=== Information shown ===
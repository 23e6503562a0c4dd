//! The mesh build pipeline
//!
//! Stages, in order: validate the input, fill missing UV channels, compute
//! face bases, build adjacency and classify hard edges, split vertices
//! across hard edges, synthesize corner frames, then weld equal corners
//! into the final vertex and index buffers.

use crate::dedup::{DedupOutput, VertexDeduplicator};
use crate::MeshProcessor;
use meshcrate_core::{
    AttributeStreams, BuildSettings, BuildStats, BuildWarning, MeshInput, MeshOutput, Point3f,
    Result, Uv, Vector3f,
};
use meshcrate_tangents::{
    compute_face_bases, CornerFrames, NormalTangentSynthesizer, SynthesisInput, SynthesisOptions,
};
use meshcrate_topology::{
    classify_by_smoothing_groups, split_hard_vertices, AdjacencyIndex, ClassificationReport,
    HardEdgeClassifier, SmoothGroupResolver,
};

/// Builds render-ready buffers from a raw mesh
#[derive(Debug, Clone, Default)]
pub struct MeshBuilder {
    settings: BuildSettings,
}

impl MeshBuilder {
    pub fn new(settings: BuildSettings) -> Self {
        Self { settings }
    }

    pub fn settings(&self) -> &BuildSettings {
        &self.settings
    }

    /// Run the full pipeline on `input`
    ///
    /// Malformed input fails with `Error::InvalidInput`; every recoverable
    /// degeneracy is reported in `MeshOutput::warnings` instead.
    pub fn build(&self, input: &MeshInput) -> Result<MeshOutput> {
        self.settings.validate()?;
        input.validate()?;
        self.settings.parallel.install(|| self.build_validated(input))?
    }

    fn build_validated(&self, input: &MeshInput) -> Result<MeshOutput> {
        let settings = &self.settings;
        let parallel = &settings.parallel;
        let mut warnings = Vec::new();

        let uv_channels = fill_uv_channels(input, settings.min_uv_channels, &mut warnings);
        let authored_uvs = input.uv_channels.first().map(Vec::as_slice);

        let face_bases = compute_face_bases(&input.positions, &input.indices, authored_uvs, parallel);
        let face_normals: Vec<Vector3f> = face_bases
            .iter()
            .map(|basis| if basis.degenerate { Vector3f::zeros() } else { basis.tangent_z })
            .collect();

        let mut adjacency = AdjacencyIndex::build(&input.indices, input.vertex_count())?;
        let classification = self.classify(&mut adjacency, input, &face_normals)?;

        let resolver = SmoothGroupResolver::new(settings.split_cylinder_seams);
        let split = split_hard_vertices(&adjacency, &input.indices, &resolver, parallel)?;
        let mut positions = input.positions.clone();
        split.extend_attribute(&mut positions);

        // Split vertices no longer share edges; classify the new topology again
        let mut split_adjacency = AdjacencyIndex::build(&split.indices, split.vertex_count())?;
        self.classify(&mut split_adjacency, input, &face_normals)?;

        let frames = self.synthesize(
            &SynthesisInput {
                positions: &positions,
                indices: &split.indices,
                uvs: authored_uvs,
                normals: input.normals.as_deref(),
                tangents: input.tangents.as_deref(),
                face_bases: &face_bases,
            },
            &split_adjacency,
            &resolver,
        )?;

        let report = frames.report;
        let corners = corner_streams(&positions, &split.indices, frames, uv_channels, input);
        let deduplicator = VertexDeduplicator::new(settings.thresholds)
            .with_remove_degenerates(settings.remove_degenerates)
            .with_parallel(parallel.clone());
        let DedupOutput {
            vertices,
            indices,
            sections,
            degenerate_triangles,
            welded_corners,
        } = deduplicator.deduplicate(&corners, &input.material_indices);

        push_count(&mut warnings, classification.non_manifold_edges, |count| {
            BuildWarning::NonManifoldEdges { count }
        });
        push_count(&mut warnings, split.unsplittable.len(), |count| {
            BuildWarning::UnsplittableVertices { count }
        });
        push_count(&mut warnings, report.zero_area_faces, |count| {
            BuildWarning::ZeroAreaTriangles { count }
        });
        push_count(&mut warnings, report.degenerate_uv_faces, |count| {
            BuildWarning::DegenerateUvBasis { count }
        });
        push_count(&mut warnings, report.normal_fallbacks, |count| {
            BuildWarning::NormalFallbacks { count }
        });
        push_count(&mut warnings, report.tangent_fallbacks, |count| {
            BuildWarning::TangentFallbacks { count }
        });
        push_count(&mut warnings, degenerate_triangles, |count| {
            BuildWarning::DegenerateTriangles { count }
        });
        for warning in &warnings {
            log::warn!("{}", warning);
        }

        let mut output = MeshOutput::from_streams(vertices, indices, sections);
        output.stats = BuildStats {
            input_triangles: input.face_count(),
            output_triangles: output.triangle_count(),
            output_vertices: output.vertex_count(),
            degenerate_triangles,
            split_vertices: split.split_count(),
            hard_edges: classification.hard_edges,
            non_manifold_edges: classification.non_manifold_edges,
            welded_corners,
        };
        output.warnings = warnings;
        log::debug!("Mesh build finished: {:?}", output.stats);
        Ok(output)
    }

    /// Mode B when smoothing masks are present and enabled, mode A otherwise
    fn classify(
        &self,
        adjacency: &mut AdjacencyIndex,
        input: &MeshInput,
        face_normals: &[Vector3f],
    ) -> Result<ClassificationReport> {
        match (&input.smoothing_masks, self.settings.use_smoothing_groups) {
            (Some(masks), true) => classify_by_smoothing_groups(adjacency, masks, face_normals),
            _ => HardEdgeClassifier::new(self.settings.hard_angle_radians())
                .classify_by_angle(adjacency, face_normals),
        }
    }

    fn synthesize(
        &self,
        input: &SynthesisInput<'_>,
        adjacency: &AdjacencyIndex,
        resolver: &SmoothGroupResolver,
    ) -> Result<CornerFrames> {
        NormalTangentSynthesizer::new(SynthesisOptions::from(&self.settings)).synthesize(
            input,
            adjacency,
            resolver,
            &self.settings.parallel,
        )
    }
}

impl MeshProcessor for MeshBuilder {
    fn process(&self, mesh: &MeshInput) -> Result<MeshOutput> {
        self.build(mesh)
    }
}

/// Authored UV channels followed by zero channels up to `min_channels`
fn fill_uv_channels(
    input: &MeshInput,
    min_channels: usize,
    warnings: &mut Vec<BuildWarning>,
) -> Vec<Vec<Uv>> {
    let mut channels = input.uv_channels.clone();
    for channel in channels.len()..min_channels {
        warnings.push(BuildWarning::MissingUvChannel { channel });
        channels.push(vec![Uv::zeros(); input.corner_count()]);
    }
    channels
}

fn push_count(warnings: &mut Vec<BuildWarning>, count: usize, warning: impl FnOnce(usize) -> BuildWarning) {
    if count > 0 {
        warnings.push(warning(count));
    }
}

/// Per-corner streams ready for welding
fn corner_streams(
    positions: &[Point3f],
    indices: &[u32],
    frames: CornerFrames,
    uv_channels: Vec<Vec<Uv>>,
    input: &MeshInput,
) -> AttributeStreams {
    AttributeStreams {
        positions: indices.iter().map(|&v| positions[v as usize]).collect(),
        normals: frames.normals,
        tangents: frames.tangents,
        binormal_signs: frames.binormal_signs,
        uv_channels,
        colors: input.colors.clone(),
    }
}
===
Without altering a single character, write out every record above.

repository 23e6503562a0c4dd
//! The mesh build pipeline
//!
//! Stages, in order: validate the input, fill missing UV channels, compute
//! face bases, build adjacency and classify hard edges, split vertices
//! across hard edges, synthesize corner frames, then weld equal corners
//! into the final vertex and index buffers.

use crate::dedup::{DedupOutput, VertexDeduplicator};
use crate::MeshProcessor;
use meshcrate_core::{
    AttributeStreams, BuildSettings, BuildStats, BuildWarning, MeshInput, MeshOutput, Point3f,
    Result, Uv, Vector3f,
};
use meshcrate_tangents::{
    compute_face_bases, CornerFrames, NormalTangentSynthesizer, SynthesisInput, SynthesisOptions,
};
use meshcrate_topology::{
    classify_by_smoothing_groups, split_hard_vertices, AdjacencyIndex, ClassificationReport,
    HardEdgeClassifier, SmoothGroupResolver,
};

/// Builds render-ready buffers from a raw mesh
#[derive(Debug, Clone, Default)]
pub struct MeshBuilder {
    settings: BuildSettings,
}

impl MeshBuilder {
    pub fn new(settings: BuildSettings) -> Self {
        Self { settings }
    }

    pub fn settings(&self) -> &BuildSettings {
        &self.settings
    }

    /// Run the full pipeline on `input`
    ///
    /// Malformed input fails with `Error::InvalidInput`; every recoverable
    /// degeneracy is reported in `MeshOutput::warnings` instead.
    pub fn build(&self, input: &MeshInput) -> Result<MeshOutput> {
        self.settings.validate()?;
        input.validate()?;
        self.settings.parallel.install(|| self.build_validated(input))?
    }

    fn build_validated(&self, input: &MeshInput) -> Result<MeshOutput> {
        let settings = &self.settings;
        let parallel = &settings.parallel;
        let mut warnings = Vec::new();

        let uv_channels = fill_uv_channels(input, settings.min_uv_channels, &mut warnings);
        let authored_uvs = input.uv_channels.first().map(Vec::as_slice);

        let face_bases = compute_face_bases(&input.positions, &input.indices, authored_uvs, parallel);
        let face_normals: Vec<Vector3f> = face_bases
            .iter()
            .map(|basis| if basis.degenerate { Vector3f::zeros() } else { basis.tangent_z })
            .collect();

        let mut adjacency = AdjacencyIndex::build(&input.indices, input.vertex_count())?;
        let classification = self.classify(&mut adjacency, input, &face_normals)?;

        let resolver = SmoothGroupResolver::new(settings.split_cylinder_seams);
        let split = split_hard_vertices(&adjacency, &input.indices, &resolver, parallel)?;
        let mut positions = input.positions.clone();
        split.extend_attribute(&mut positions);

        // Split vertices no longer share edges; classify the new topology again
        let mut split_adjacency = AdjacencyIndex::build(&split.indices, split.vertex_count())?;
        self.classify(&mut split_adjacency, input, &face_normals)?;

        let frames = self.synthesize(
            &SynthesisInput {
                positions: &positions,
                indices: &split.indices,
                uvs: authored_uvs,
                normals: input.normals.as_deref(),
                tangents: input.tangents.as_deref(),
                face_bases: &face_bases,
            },
            &split_adjacency,
            &resolver,
        )?;

        let report = frames.report;
        let corners = corner_streams(&positions, &split.indices, frames, uv_channels, input);
        let deduplicator = VertexDeduplicator::new(settings.thresholds)
            .with_remove_degenerates(settings.remove_degenerates)
            .with_parallel(parallel.clone());
        let DedupOutput {
            vertices,
            indices,
            sections,
            degenerate_triangles,
            welded_corners,
        } = deduplicator.deduplicate(&corners, &input.material_indices);

        push_count(&mut warnings, classification.non_manifold_edges, |count| {
            BuildWarning::NonManifoldEdges { count }
        });
        push_count(&mut warnings, split.unsplittable.len(), |count| {
            BuildWarning::UnsplittableVertices { count }
        });
        push_count(&mut warnings, report.zero_area_faces, |count| {
            BuildWarning::ZeroAreaTriangles { count }
        });
        push_count(&mut warnings, report.degenerate_uv_faces, |count| {
            BuildWarning::DegenerateUvBasis { count }
        });
        push_count(&mut warnings, report.normal_fallbacks, |count| {
            BuildWarning::NormalFallbacks { count }
        });
        push_count(&mut warnings, report.tangent_fallbacks, |count| {
            BuildWarning::TangentFallbacks { count }
        });
        push_count(&mut warnings, degenerate_triangles, |count| {
            BuildWarning::DegenerateTriangles { count }
        });
        for warning in &warnings {
            log::warn!("{}", warning);
        }

        let mut output = MeshOutput::from_streams(vertices, indices, sections);
        output.stats = BuildStats {
            input_triangles: input.face_count(),
            output_triangles: output.triangle_count(),
            output_vertices: output.vertex_count(),
            degenerate_triangles,
            split_vertices: split.split_count(),
            hard_edges: classification.hard_edges,
            non_manifold_edges: classification.non_manifold_edges,
            welded_corners,
        };
        output.warnings = warnings;
        log::debug!("Mesh build finished: {:?}", output.stats);
        Ok(output)
    }

    /// Mode B when smoothing masks are present and enabled, mode A otherwise
    fn classify(
        &self,
        adjacency: &mut AdjacencyIndex,
        input: &MeshInput,
        face_normals: &[Vector3f],
    ) -> Result<ClassificationReport> {
        match (&input.smoothing_masks, self.settings.use_smoothing_groups) {
            (Some(masks), true) => classify_by_smoothing_groups(adjacency, masks, face_normals),
            _ => HardEdgeClassifier::new(self.settings.hard_angle_radians())
                .classify_by_angle(adjacency, face_normals),
        }
    }

    fn synthesize(
        &self,
        input: &SynthesisInput<'_>,
        adjacency: &AdjacencyIndex,
        resolver: &SmoothGroupResolver,
    ) -> Result<CornerFrames> {
        NormalTangentSynthesizer::new(SynthesisOptions::from(&self.settings)).synthesize(
            input,
            adjacency,
            resolver,
            &self.settings.parallel,
        )
    }
}

impl MeshProcessor for MeshBuilder {
    fn process(&self, mesh: &MeshInput) -> Result<MeshOutput> {
        self.build(mesh)
    }
}

/// Authored UV channels followed by zero channels up to `min_channels`
fn fill_uv_channels(
    input: &MeshInput,
    min_channels: usize,
    warnings: &mut Vec<BuildWarning>,
) -> Vec<Vec<Uv>> {
    let mut channels = input.uv_channels.clone();
    for channel in channels.len()..min_channels {
        warnings.push(BuildWarning::MissingUvChannel { channel });
        channels.push(vec![Uv::zeros(); input.corner_count()]);
    }
    channels
}

fn push_count(warnings: &mut Vec<BuildWarning>, count: usize, warning: impl FnOnce(usize) -> BuildWarning) {
    if count > 0 {
        warnings.push(warning(count));
    }
}

/// Per-corner streams ready for welding
fn corner_streams(
    positions: &[Point3f],
    indices: &[u32],
    frames: CornerFrames,
    uv_channels: Vec<Vec<Uv>>,
    input: &MeshInput,
) -> AttributeStreams {
    AttributeStreams {
        positions: indices.iter().map(|&v| positions[v as usize]).collect(),
        normals: frames.normals,
        tangents: frames.tangents,
        binormal_signs: frames.binormal_signs,
        uv_channels,
        colors: input.colors.clone(),
    }
}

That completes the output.